The response of official Seattle has been predictable; said embattled
police chief, Gil Kerlikowske, has praised the officers' professionalism
and restraint. (One presumes sadistically skinning the suspect alive in a
back room would have been "unprofessional.") It's not only rather
frightening, and yet another widening of the ever-expanding chasm between
whites and non-whites in this city, but it's terribly unfair to the honest,
conscientious cops here who are also now targets of even more hatred and
paranoia. And this is happening in city after city after city across
America.
This time, even the normally quiescent local NACCP chapter (the same group
whose parent organization last week gave its highest award to Condolezza
Rice) is calling for a federal civil rights investigation--federal because
in over 130 straight cases of King County law enforcement officers causing
civilian deaths locally, dating back three decades, not once have officers
been found to have acted inappropriately, let alone faced criminal charges.
And many of those shootings, especially in recent years, have been of armed
or unarmed black men. There is very little faith that this case, unlike all
of the others, will somehow get a fair hearing. And the OPA (Office of
Police Apologia) that now serves as this city's pathetic substitute for
police accountability is laughably ineffective, serving only to "audit"
whatever investigations police choose to make of themselves--with no
subpoena power. Police officers have by far the most power of any public
employees, and by far the least outside accountability.

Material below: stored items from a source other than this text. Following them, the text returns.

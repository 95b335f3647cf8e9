use crate::ConfigurationError;

/// Pixel value that marks an exit pixel in byte rasters and mask images.
pub const MARKED: u8 = 255;

/// Largest vertex coordinate magnitude accepted by `from_polygons`.
pub const MAX_VERTEX_COORD: i64 = 1 << 31;

/// Immutable binary raster. `true` pixels belong to an exit region.
#[derive(Clone, Debug, PartialEq, Eq)]
pub struct ExitMask {
    width: u32,
    height: u32,
    marked: Vec<bool>,
}

impl ExitMask {
    /// Build a mask by asking `f(x, y)` for every pixel.
    pub fn from_fn(
        width: u32,
        height: u32,
        mut f: impl FnMut(u32, u32) -> bool,
    ) -> Result<Self, ConfigurationError> {
        check_dimensions(width, height)?;
        let mut marked = Vec::with_capacity(width as usize * height as usize);
        for y in 0..height {
            for x in 0..width {
                marked.push(f(x, y));
            }
        }
        Ok(Self {
            width,
            height,
            marked,
        })
    }

    /// Build a mask from a row-major byte raster; `255` marks a pixel.
    pub fn from_marked_bytes(
        width: u32,
        height: u32,
        bytes: &[u8],
    ) -> Result<Self, ConfigurationError> {
        check_dimensions(width, height)?;
        let expected = width as usize * height as usize;
        if bytes.len() != expected {
            return Err(ConfigurationError::new(
                "exit_mask",
                format!(
                    "raster length mismatch: expected {}, got {}",
                    expected,
                    bytes.len()
                ),
            ));
        }
        Ok(Self {
            width,
            height,
            marked: bytes.iter().map(|&b| b == MARKED).collect(),
        })
    }

    /// Fill polygons into a fresh mask. Pixels on a polygon's edges are
    /// marked too.
    ///
    /// Each polygon is a list of integer vertices `(x, y)` in drawing order;
    /// fewer than three vertices, or a coordinate beyond `MAX_VERTEX_COORD`,
    /// is a configuration error.
    pub fn from_polygons(
        width: u32,
        height: u32,
        polygons: &[Vec<(i64, i64)>],
    ) -> Result<Self, ConfigurationError> {
        check_dimensions(width, height)?;
        let mut marked = vec![false; width as usize * height as usize];
        for polygon in polygons {
            if polygon.len() < 3 {
                return Err(ConfigurationError::new(
                    "exit_mask",
                    format!("polygon needs at least 3 vertices (got {})", polygon.len()),
                ));
            }
            if let Some(&(x, y)) = polygon
                .iter()
                .find(|&&(x, y)| x.unsigned_abs().max(y.unsigned_abs()) > MAX_VERTEX_COORD as u64)
            {
                return Err(ConfigurationError::new(
                    "exit_mask",
                    format!(
                        "polygon vertex ({}, {}) is beyond +/-{}",
                        x, y, MAX_VERTEX_COORD
                    ),
                ));
            }
            fill_polygon(&mut marked, width, height, polygon);
        }
        Ok(Self {
            width,
            height,
            marked,
        })
    }

    /// Load a grayscale mask image; pixels equal to 255 are marked.
    #[cfg(feature = "mask-images")]
    pub fn from_image_path(path: &std::path::Path) -> anyhow::Result<Self> {
        let img = image::open(path)
            .map_err(|e| anyhow::anyhow!("failed to load exit mask {}: {}", path.display(), e))?
            .to_luma8();
        let (width, height) = img.dimensions();
        Ok(Self::from_marked_bytes(width, height, img.as_raw())?)
    }

    pub fn width(&self) -> u32 {
        self.width
    }

    pub fn height(&self) -> u32 {
        self.height
    }

    /// Whether the pixel under `(x, y)` is marked, or `None` when the point
    /// is off the raster (negative, too large, or not a number).
    pub fn lookup(&self, x: f64, y: f64) -> Option<bool> {
        let px = raster_index(x, self.width)?;
        let py = raster_index(y, self.height)?;
        Some(self.marked[py * self.width as usize + px])
    }

    /// Number of marked pixels.
    pub fn marked_count(&self) -> usize {
        self.marked.iter().filter(|&&m| m).count()
    }
}

fn check_dimensions(width: u32, height: u32) -> Result<(), ConfigurationError> {
    if width == 0 || height == 0 {
        return Err(ConfigurationError::new(
            "exit_mask",
            format!("dimensions must be non-zero (got {}x{})", width, height),
        ));
    }
    Ok(())
}

fn raster_index(coord: f64, limit: u32) -> Option<usize> {
    if !coord.is_finite() {
        return None;
    }
    let floored = coord.floor();
    if floored < 0.0 || floored >= limit as f64 {
        return None;
    }
    Some(floored as usize)
}

fn fill_polygon(marked: &mut [bool], width: u32, height: u32, polygon: &[(i64, i64)]) {
    let min_x = polygon.iter().map(|v| v.0).min().unwrap_or(0).max(0);
    let max_x = polygon
        .iter()
        .map(|v| v.0)
        .max()
        .unwrap_or(-1)
        .min(width as i64 - 1);
    let min_y = polygon.iter().map(|v| v.1).min().unwrap_or(0).max(0);
    let max_y = polygon
        .iter()
        .map(|v| v.1)
        .max()
        .unwrap_or(-1)
        .min(height as i64 - 1);

    for y in min_y..=max_y {
        for x in min_x..=max_x {
            if covers(polygon, x, y) {
                marked[y as usize * width as usize + x as usize] = true;
            }
        }
    }
}

/// Boundary-inclusive point-in-polygon test (even-odd rule).
fn covers(polygon: &[(i64, i64)], x: i64, y: i64) -> bool {
    let n = polygon.len();
    let mut inside = false;
    for i in 0..n {
        let a = polygon[i];
        let b = polygon[(i + 1) % n];
        if on_segment(a, b, (x, y)) {
            return true;
        }
        if (a.1 > y) != (b.1 > y) {
            let t = (y - a.1) as f64 / (b.1 - a.1) as f64;
            let cross_x = a.0 as f64 + t * (b.0 - a.0) as f64;
            if (x as f64) < cross_x {
                inside = !inside;
            }
        }
    }
    inside
}

fn on_segment(a: (i64, i64), b: (i64, i64), p: (i64, i64)) -> bool {
    // Bounded vertices keep these products well inside i128.
    let (ax, ay, bx, by) = (a.0 as i128, a.1 as i128, b.0 as i128, b.1 as i128);
    let (px, py) = (p.0 as i128, p.1 as i128);
    let cross = (bx - ax) * (py - ay) - (by - ay) * (px - ax);
    cross == 0
        && p.0 >= a.0.min(b.0)
        && p.0 <= a.0.max(b.0)
        && p.1 >= a.1.min(b.1)
        && p.1 <= a.1.max(b.1)
}

#[cfg(test)]
mod tests {
    use super::*;

    #[test]
    fn rectangle_polygon_marks_edges_and_interior() {
        let mask =
            ExitMask::from_polygons(100, 10, &[vec![(50, 0), (99, 0), (99, 9), (50, 9)]])
                .expect("mask");

        assert_eq!(mask.marked_count(), 50 * 10);
        assert_eq!(mask.lookup(49.0, 5.0), Some(false));
        assert_eq!(mask.lookup(50.0, 0.0), Some(true));
        assert_eq!(mask.lookup(99.0, 9.0), Some(true));
        assert_eq!(mask.lookup(75.5, 4.2), Some(true));
    }

    #[test]
    fn triangle_polygon_marks_half_plane() {
        let mask = ExitMask::from_polygons(10, 10, &[vec![(0, 0), (9, 0), (0, 9)]]).expect("mask");

        assert_eq!(mask.lookup(0.0, 0.0), Some(true));
        assert_eq!(mask.lookup(4.0, 5.0), Some(true));
        assert_eq!(mask.lookup(9.0, 9.0), Some(false));
        assert_eq!(mask.lookup(6.0, 6.0), Some(false));
    }

    #[test]
    fn polygon_outside_raster_is_clipped() {
        let mask = ExitMask::from_polygons(10, 10, &[vec![(-20, -20), (5, -20), (5, 2), (-20, 2)]])
            .expect("mask");
        assert_eq!(mask.marked_count(), 6 * 3);
    }

    #[test]
    fn far_off_raster_vertices_fill_without_overflow() {
        let far = MAX_VERTEX_COORD;
        let mask = ExitMask::from_polygons(
            10,
            10,
            &[vec![(-far, -far), (far, -far), (far, far), (-far, far)]],
        )
        .expect("mask");
        assert_eq!(mask.marked_count(), 100);

        let mask = ExitMask::from_polygons(10, 10, &[vec![(-far, 0), (far, 0), (0, far)]])
            .expect("mask");
        assert_eq!(mask.lookup(5.0, 0.0), Some(true));
        assert_eq!(mask.lookup(9.0, 9.0), Some(true));
    }

    #[test]
    fn vertex_beyond_limit_is_rejected() {
        let huge = 4_000_000_000;
        let err = ExitMask::from_polygons(
            10,
            10,
            &[vec![(-huge, -huge), (huge, -huge), (huge, huge), (-huge, huge)]],
        )
        .unwrap_err();
        assert_eq!(err.field, "exit_mask");
        assert!(err.message.contains("4000000000"), "{}", err);

        assert!(ExitMask::from_polygons(10, 10, &[vec![(i64::MIN, 0), (0, 0), (0, 5)]]).is_err());
    }

    #[test]
    fn degenerate_polygon_is_rejected() {
        let err = ExitMask::from_polygons(10, 10, &[vec![(0, 0), (5, 5)]]).unwrap_err();
        assert_eq!(err.field, "exit_mask");
    }

    #[test]
    fn lookup_off_raster_is_none() {
        let mask = ExitMask::from_fn(4, 4, |_, _| false).expect("mask");
        assert_eq!(mask.lookup(-0.5, 1.0), None);
        assert_eq!(mask.lookup(4.0, 1.0), None);
        assert_eq!(mask.lookup(1.0, 4.0), None);
        assert_eq!(mask.lookup(f64::NAN, 1.0), None);
        assert_eq!(mask.lookup(3.99, 3.99), Some(false));
    }

    #[test]
    fn byte_raster_marks_only_full_value() {
        let mask = ExitMask::from_marked_bytes(2, 2, &[0, 255, 254, 255]).expect("mask");
        assert_eq!(mask.lookup(0.0, 0.0), Some(false));
        assert_eq!(mask.lookup(1.0, 0.0), Some(true));
        assert_eq!(mask.lookup(0.0, 1.0), Some(false));
        assert_eq!(mask.lookup(1.0, 1.0), Some(true));

        assert!(ExitMask::from_marked_bytes(2, 2, &[0, 0, 0]).is_err());
    }

    #[test]
    fn zero_sized_mask_is_rejected() {
        assert!(ExitMask::from_fn(0, 10, |_, _| true).is_err());
        assert!(ExitMask::from_polygons(10, 0, &[]).is_err());
    }
}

Instead, within SPD--as Kerlikowske's comments suggest--the fastest way to
become a hero on the force is to shoot a black man. Afterwards, the chief
will praise you, the Seattle Police Officers' Guild will give you an
Officer of the Month award as an expression of admiration, and all of civic
Seattle will scramble to justify the murder. In Maxwell's case, police now
point to a previous incident in Georgia where he fled from a traffic stop,
dragging an officer down the road in the process. But does that show that
Maxwell feared police (correctly, it seems), or does it prove that even in
racist, redneck Georgia, cops aren't nearly as quick to shoot black men as
they are in Seattle?
Pogue acknowledges that he and the other young witnesses weren't "...very
fond of [SPD] before, like from the stuff they did at WTO. But it shocked
me to see how easy it is to be shot and killed by SPD. I really fear the
SPD now." He wonders why, given that the man was cornered, officers could
not have tried the taser again, or, with all the arriving backup cops,
deploy some other method to subdue the suspect short of lethal force. "It
seemed like a really unjust death. I hope not only that they lose their
badges, but that they are criminally charged for the murder of that man."